第26章 ナメすぎでしょ
拘束されていた腕に力がこもる。溢れ出す呪力を抑える必要もなくただ目の前の男への怒りに静かにそれを放出させた。
すると、バキバキとヒビの入るような音と共に私を拘束していた呪具が外れ床へと音を立て落ちていく。
呪力を吸収してしまう呪具ならば、それ以上に吸収出来ないほどの呪力を一気に流し込めば良い。
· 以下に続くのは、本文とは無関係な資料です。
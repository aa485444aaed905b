//! Cancellable operation handles (C7) and the shared cancellation flag
//! used by the cache-query sub-operation (C4) underneath them.

use std::sync::atomic::{AtomicBool, Ordering};
use std::sync::{Arc, Mutex, Weak};

/// A cancellable flag shared between the issuer of an async unit of work
/// and whatever polls it for cancellation at its check-in points (spec
/// §5: "observable ... at the next check-in point").
#[derive(Debug, Clone, Default)]
pub struct CancelFlag(Arc<AtomicBool>);

impl CancelFlag {
    pub fn new() -> Self {
        Self(Arc::new(AtomicBool::new(false)))
    }

    pub fn cancel(&self) {
        self.0.store(true, Ordering::SeqCst);
    }

    pub fn is_cancelled(&self) -> bool {
        self.0.load(Ordering::SeqCst)
    }
}

/// A lightweight cancellable reference to in-flight work. Cancellation
/// is idempotent and, for a bare `Operation`, only flips the shared flag
/// --- composition with a cancel hook is [`CombinedOperation`]'s job.
#[derive(Debug, Clone)]
pub struct Operation {
    flag: CancelFlag,
}

impl Operation {
    pub fn new() -> Self {
        Self { flag: CancelFlag::new() }
    }

    pub fn from_flag(flag: CancelFlag) -> Self {
        Self { flag }
    }

    pub fn cancel(&self) {
        self.flag.cancel();
    }

    pub fn is_cancelled(&self) -> bool {
        self.flag.is_cancelled()
    }

    pub fn flag(&self) -> CancelFlag {
        self.flag.clone()
    }
}

impl Default for Operation {
    fn default() -> Self {
        Self::new()
    }
}

/// A thunk invoked exactly once, either immediately (if set after
/// cancellation) or at `cancel()` time.
type CancelHook = Box<dyn FnOnce() + Send + 'static>;

/// Combines a cache-query sub-operation with a download sub-operation
/// under one cancellable identity (C7, spec §4.6).
///
/// The cancel hook captures only a [`Weak`] back-reference to this
/// struct's cancellation machinery, never the struct itself: a strong
/// capture would create `Arc` cycle (hook -> operation -> hook) that
/// never frees until explicitly cancelled. See spec §9 "Cyclic lifetime
/// between a combined operation and its own cancel hook".
pub struct CombinedOperation {
    inner: Arc<Inner>,
}

struct Inner {
    cancelled: AtomicBool,
    cache_operation: Mutex<Option<Operation>>,
    cancel_hook: Mutex<Option<CancelHook>>,
}

impl CombinedOperation {
    pub fn new() -> Self {
        Self {
            inner: Arc::new(Inner {
                cancelled: AtomicBool::new(false),
                cache_operation: Mutex::new(None),
                cancel_hook: Mutex::new(None),
            }),
        }
    }

    /// A weak handle suitable for capture inside a cancel hook without
    /// creating a reference cycle.
    pub fn downgrade(&self) -> WeakCombinedOperation {
        WeakCombinedOperation { inner: Arc::downgrade(&self.inner) }
    }

    pub fn is_cancelled(&self) -> bool {
        self.inner.cancelled.load(Ordering::SeqCst)
    }

    /// Identity comparison --- two clones of the same handle compare
    /// equal; two distinct operations never do, even if both are
    /// cancelled.
    pub fn is_same_as(&self, other: &CombinedOperation) -> bool {
        Arc::ptr_eq(&self.inner, &other.inner)
    }

    pub fn set_cache_operation(&self, operation: Operation) {
        *self.inner.cache_operation.lock().unwrap() = Some(operation);
    }

    /// Sets the cancel hook; if this operation is already cancelled, the
    /// hook runs immediately instead of being stored (spec §4.6).
    pub fn set_cancel_hook(&self, hook: impl FnOnce() + Send + 'static) {
        if self.is_cancelled() {
            hook();
            return;
        }
        *self.inner.cancel_hook.lock().unwrap() = Some(Box::new(hook));
    }

    /// Cancels the operation: flips the flag, cancels and clears the
    /// cache sub-operation, then invokes and clears the cancel hook.
    /// Idempotent --- a second call is a no-op.
    pub fn cancel(&self) {
        if self.inner.cancelled.swap(true, Ordering::SeqCst) {
            return;
        }
        if let Some(op) = self.inner.cache_operation.lock().unwrap().take() {
            op.cancel();
        }
        let hook = self.inner.cancel_hook.lock().unwrap().take();
        if let Some(hook) = hook {
            hook();
        }
    }
}

impl Default for CombinedOperation {
    fn default() -> Self {
        Self::new()
    }
}

impl Clone for CombinedOperation {
    fn clone(&self) -> Self {
        Self { inner: Arc::clone(&self.inner) }
    }
}

/// Weak back-reference to a [`CombinedOperation`]; upgraded on
/// invocation, a no-op if the operation has already been dropped.
#[derive(Clone)]
pub struct WeakCombinedOperation {
    inner: Weak<Inner>,
}

impl WeakCombinedOperation {
    pub fn upgrade(&self) -> Option<CombinedOperation> {
        self.inner.upgrade().map(|inner| CombinedOperation { inner })
    }
}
良かった、自分の呪力が人よりもはるかに多くて。こんな呪具を壊す事など造作もない。
ゆらりと立ち上がった私を、目の前の男は驚いたように目を見張った後、慌てて何やら指を動かし印を結んだ。
背中に手を持っていき気がつく。
「あぁ、そっか。短刀持ってきてないんだった」
そんな私の声が静かな室内に響いたかと思うと、辺りには暗く澱んだ景色が一気に広がり始める。
目の前の男によって作られた幻の空間だ。
「まぁ良いか、素手で十分だろうし」
いつもよりもはるかに冷めた自分の声。
だけど私にはそんな事、心の底からどうでも良かった。こんな幻術ごときで私をどうにか出来ると思っているのがさぞ可哀想で仕方がないほどだ。
まぁ先ほど気を失ってしまった私が言うのもなんだが…あれは浮かれすぎて物凄く油断していたから仕方なかったとでも言っておこう。
だけど今は、この目の前の男に負ける気など微塵もしない。